Red, White, and Whole
- Author: Rajani LaRocca
- Audio read by: Priya Ayyar
- Language: English
- Genre: Children's literature
- Publisher: Quill Tree Books
- Publication date: 2021
- Publication place: United States
- Pages: 256
- ISBN: 006304742X

= Red, White, and Whole =

2021 children's novel about a young Indian girl living in the US in the 1980s

Red, White, and Whole is a 2021 middle grade novel written in free verse by Indian-American author Rajani LaRocca. The audiobook is narrated by Priya Ayyar.

In the novel, Reha, a teenager living in the United States in 1983, finds herself caught between the expectations of her Indian parents and her love for American culture.

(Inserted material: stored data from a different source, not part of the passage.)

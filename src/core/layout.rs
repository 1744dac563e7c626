//! On-disk layout of a specdeck workspace.
//!
//! ```text
//! <project>/.specdeck/
//!   proposals/<slug>/{spec.md,design.md,impl.md}
//!   specs/<slug>.md
//!   archive/<slug>/
//!   maintenance/<slug>.md
//!   rules/<slug>.md
//!   state.json  config.toml  events.jsonl
//! ```

use crate::core::error::SpecdeckError;
use std::fs;
use std::path::{Path, PathBuf};

pub const WORKSPACE_DIR_NAME: &str = ".specdeck";
pub const STATE_FILE_NAME: &str = "state.json";
pub const JOURNAL_FILE_NAME: &str = "events.jsonl";

pub const SPEC_DOC: &str = "spec.md";
pub const DESIGN_DOC: &str = "design.md";
pub const IMPL_DOC: &str = "impl.md";

/// Documents hashed at activation, in reporting order.
pub const TRACKED_DOCS: [&str; 3] = [SPEC_DOC, DESIGN_DOC, IMPL_DOC];

/// Documents copied into the archive on completion.
pub const ARCHIVED_DOCS: [&str; 2] = [DESIGN_DOC, IMPL_DOC];

#[derive(Debug, Clone)]
pub struct Layout {
    pub root: PathBuf,
}

impl Layout {
    pub fn new(root: impl Into<PathBuf>) -> Self {
        Self { root: root.into() }
    }

    pub fn proposals_dir(&self) -> PathBuf {
        self.root.join("proposals")
    }

    pub fn proposal_dir(&self, slug: &str) -> PathBuf {
        self.proposals_dir().join(slug)
    }

    pub fn specs_dir(&self) -> PathBuf {
        self.root.join("specs")
    }

    pub fn spec_path(&self, slug: &str) -> PathBuf {
        self.specs_dir().join(format!("{slug}.md"))
    }

    pub fn archive_dir(&self) -> PathBuf {
        self.root.join("archive")
    }

    pub fn maintenance_dir(&self) -> PathBuf {
        self.root.join("maintenance")
    }

    pub fn rules_dir(&self) -> PathBuf {
        self.root.join("rules")
    }

    pub fn state_path(&self) -> PathBuf {
        self.root.join(STATE_FILE_NAME)
    }

    pub fn journal_path(&self) -> PathBuf {
        self.root.join(JOURNAL_FILE_NAME)
    }

    /// Create every area directory. Idempotent.
    pub fn ensure_dirs(&self) -> Result<(), SpecdeckError> {
        for dir in [
            self.proposals_dir(),
            self.specs_dir(),
            self.archive_dir(),
            self.maintenance_dir(),
            self.rules_dir(),
        ] {
            fs::create_dir_all(&dir).map_err(SpecdeckError::io("create dir", &dir))?;
        }
        Ok(())
    }
}

/// Walk up from `start_dir` to the nearest directory holding `.specdeck/`.
pub fn find_workspace_root(start_dir: &Path) -> Result<PathBuf, SpecdeckError> {
    let mut current = Some(start_dir);
    while let Some(dir) = current {
        let candidate = dir.join(WORKSPACE_DIR_NAME);
        if candidate.is_dir() {
            return Ok(candidate);
        }
        current = dir.parent();
    }
    Err(SpecdeckError::NotFound(format!(
        "no {} workspace above {} (run `specdeck init`)",
        WORKSPACE_DIR_NAME,
        start_dir.display()
    )))
}

#[cfg(test)]
mod tests {
    use super::*;
    use tempfile::tempdir;

    #[test]
    fn finds_workspace_from_nested_dir() {
        let tmp = tempdir().unwrap();
        let ws = tmp.path().join(WORKSPACE_DIR_NAME);
        fs::create_dir_all(&ws).unwrap();
        let nested = tmp.path().join("a").join("b");
        fs::create_dir_all(&nested).unwrap();
        assert_eq!(find_workspace_root(&nested).unwrap(), ws);
    }

    #[test]
    fn missing_workspace_is_not_found() {
        let tmp = tempdir().unwrap();
        let err = find_workspace_root(tmp.path()).unwrap_err();
        assert_eq!(err.kind(), "not_found");
    }

    #[test]
    fn ensure_dirs_is_idempotent() {
        let tmp = tempdir().unwrap();
        let layout = Layout::new(tmp.path());
        layout.ensure_dirs().unwrap();
        layout.ensure_dirs().unwrap();
        assert!(layout.proposals_dir().is_dir());
        assert!(layout.rules_dir().is_dir());
    }
}
//! Document templates used when scaffolding proposals and maintenance items.
//!
//! Templates are embedded at compile time from `templates/` and rendered by
//! plain `{{key}}` substitution. Unknown keys are left in place so they show
//! up as unfilled placeholders.

use crate::core::error::SpecdeckError;
use rust_embed::RustEmbed;
use std::collections::BTreeMap;

#[derive(RustEmbed)]
#[folder = "templates/"]
#[include = "*.md"]
struct Embedded;

pub type TemplateData<'a> = BTreeMap<&'a str, &'a str>;

pub trait TemplateRenderer {
    fn render(&self, template: &str, data: &TemplateData<'_>) -> Result<String, SpecdeckError>;
}

/// Renderer over the templates baked into the binary.
#[derive(Debug, Clone, Copy, Default)]
pub struct EmbeddedTemplates;

impl EmbeddedTemplates {
    pub fn list() -> Vec<String> {
        let mut names: Vec<String> = Embedded::iter().map(|n| n.into_owned()).collect();
        names.sort();
        names
    }

    pub fn raw(name: &str) -> Option<String> {
        Embedded::get(name).map(|f| String::from_utf8_lossy(&f.data).into_owned())
    }
}

impl TemplateRenderer for EmbeddedTemplates {
    fn render(&self, template: &str, data: &TemplateData<'_>) -> Result<String, SpecdeckError> {
        let raw = Self::raw(template)
            .ok_or_else(|| SpecdeckError::NotFound(format!("template {template}")))?;
        Ok(substitute(&raw, data))
    }
}

pub fn substitute(raw: &str, data: &TemplateData<'_>) -> String {
    let mut out = raw.to_string();
    for (key, value) in data {
        out = out.replace(&format!("{{{{{key}}}}}"), value);
    }
    out
}
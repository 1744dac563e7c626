use chrono::{DateTime, Duration, TimeZone, Utc};
use specdeck::core::error::SpecdeckError;
use specdeck::core::time::FixedClock;
use specdeck::core::workspace::Workspace;
use specdeck::plugins::maintenance::Frequency;
use std::fs;
use std::path::{Path, PathBuf};
use tempfile::tempdir;

const SECURITY: &str = "# Security hygiene\n\n\
## Requirements\n\n\
- Run dependency scan [id=scan] [freq=weekly]\n\
- [freq=monthly] Rotate deploy keys [id=rotate]\n\n\
## Notes\n\n\
- Not a requirement [freq=daily]\n";

fn t0() -> DateTime<Utc> {
    Utc.with_ymd_and_hms(2026, 1, 5, 8, 0, 0).unwrap()
}

fn setup() -> (tempfile::TempDir, PathBuf) {
    let tmp = tempdir().unwrap();
    let ws = Workspace::init(tmp.path()).unwrap();
    let root = ws.layout().unwrap().root.clone();
    fs::write(root.join("maintenance/security.md"), SECURITY).unwrap();
    (tmp, root)
}

fn at(root: &Path, now: DateTime<Utc>) -> Workspace {
    Workspace::open(root).unwrap().with_clock(FixedClock(now))
}

fn due_ids(ws: &Workspace) -> Vec<String> {
    ws.due_maintenance()
        .unwrap()
        .into_iter()
        .flat_map(|item| item.requirements.into_iter().map(|r| r.id))
        .collect()
}

#[test]
fn weekly_requirement_comes_due_exactly_seven_days_later() {
    let (_tmp, root) = setup();
    let ws = at(&root, t0());
    assert_eq!(due_ids(&ws), vec!["scan", "rotate"]);

    let ts = ws.mark_actioned("security", "scan").unwrap();
    assert_eq!(ts, "2026-01-05T08:00:00Z");
    assert_eq!(due_ids(&ws), vec!["rotate"]);

    let early = at(&root, t0() + Duration::days(7) - Duration::seconds(1));
    assert_eq!(due_ids(&early), vec!["rotate"]);

    let on_time = at(&root, t0() + Duration::days(7));
    assert_eq!(due_ids(&on_time), vec!["scan", "rotate"]);
}

#[test]
fn listing_annotates_schedule() {
    let (_tmp, root) = setup();
    at(&root, t0()).mark_actioned("security", "rotate").unwrap();

    let items = at(&root, t0() + Duration::days(1)).list_maintenance().unwrap();
    assert_eq!(items.len(), 1);
    let item = &items[0];
    assert_eq!(item.title.as_deref(), Some("Security hygiene"));
    assert_eq!(item.due_count(), 1);

    let rotate = &item.requirements[1];
    assert_eq!(rotate.text, "Rotate deploy keys");
    assert_eq!(rotate.freq, Some(Frequency::Monthly));
    assert!(!rotate.due);
    assert_eq!(rotate.last_actioned.as_deref(), Some("2026-01-05T08:00:00Z"));
    assert_eq!(rotate.next_due.as_deref(), Some("2026-02-05T08:00:00Z"));
}

#[test]
fn actioned_timestamps_persist_under_camel_case_key() {
    let (_tmp, root) = setup();
    at(&root, t0()).mark_actioned("security", "scan").unwrap();
    let raw: serde_json::Value =
        serde_json::from_str(&fs::read_to_string(root.join("state.json")).unwrap()).unwrap();
    assert_eq!(
        raw["maintenanceState"]["security"]["scan"],
        "2026-01-05T08:00:00Z"
    );
}

#[test]
fn unknown_item_or_requirement_is_not_found() {
    let (_tmp, root) = setup();
    let ws = at(&root, t0());
    assert_eq!(ws.mark_actioned("ghost", "scan").unwrap_err().kind(), "not_found");
    assert_eq!(ws.mark_actioned("security", "ghost").unwrap_err().kind(), "not_found");
    assert!(!root.join("state.json").exists());
}

#[test]
fn duplicate_ids_fail_the_whole_listing() {
    let (_tmp, root) = setup();
    fs::write(
        root.join("maintenance/ops.md"),
        "# Ops\n## Requirements\n- Backup [id=backup]\n- Restore drill [id=backup] [freq=yearly]\n",
    )
    .unwrap();
    match at(&root, t0()).list_maintenance() {
        Err(SpecdeckError::Malformed { line, reason, .. }) => {
            assert_eq!(line, Some(4));
            assert!(reason.contains("line 3"), "{reason}");
        }
        other => panic!("expected Malformed, got {other:?}"),
    }
}

#[test]
fn scaffolded_item_is_immediately_due() {
    let (_tmp, root) = setup();
    let ws = at(&root, t0());
    let slug = ws.create_maintenance_item("Weekly review").unwrap();
    assert_eq!(slug, "weekly-review");
    assert!(root.join("maintenance/weekly-review.md").is_file());
    let item = ws.maintenance_item(&slug).unwrap();
    assert_eq!(item.due_count(), item.requirements.len());
    assert_eq!(
        ws.create_maintenance_item("weekly review").unwrap_err().kind(),
        "already_exists"
    );
}

#[test]
fn sub_second_marks_keep_the_weekly_boundary_exact() {
    let (_tmp, root) = setup();
    let marked = t0() + Duration::milliseconds(900);
    let ts = at(&root, marked).mark_actioned("security", "scan").unwrap();
    assert_eq!(ts, "2026-01-05T08:00:00.900Z");

    let week = t0() + Duration::days(7);
    assert_eq!(due_ids(&at(&root, week)), vec!["rotate"]);
    assert_eq!(
        due_ids(&at(&root, week + Duration::milliseconds(900))),
        vec!["scan", "rotate"]
    );
}

#[test]
fn path_like_item_slugs_are_rejected() {
    let (_tmp, root) = setup();
    let ws = at(&root, t0());
    for bad in ["..", "../specs/x", "a/b", ""] {
        assert_eq!(ws.mark_actioned(bad, "scan").unwrap_err().kind(), "invalid_slug");
        assert_eq!(ws.maintenance_item(bad).unwrap_err().kind(), "invalid_slug");
    }
    assert!(!root.join("state.json").exists());
}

Red, White, and Whole was well received by critics, with many naming it one of the best children's books of 2021, including Bank Street College of Education, BookPage, the New York Public Library, School Library Journal, and The Washington Post. The Association for Library Service to Children included it on their 2022 list of Notable Children's Books.

Red, White, and Whole is a Junior Library Guild book.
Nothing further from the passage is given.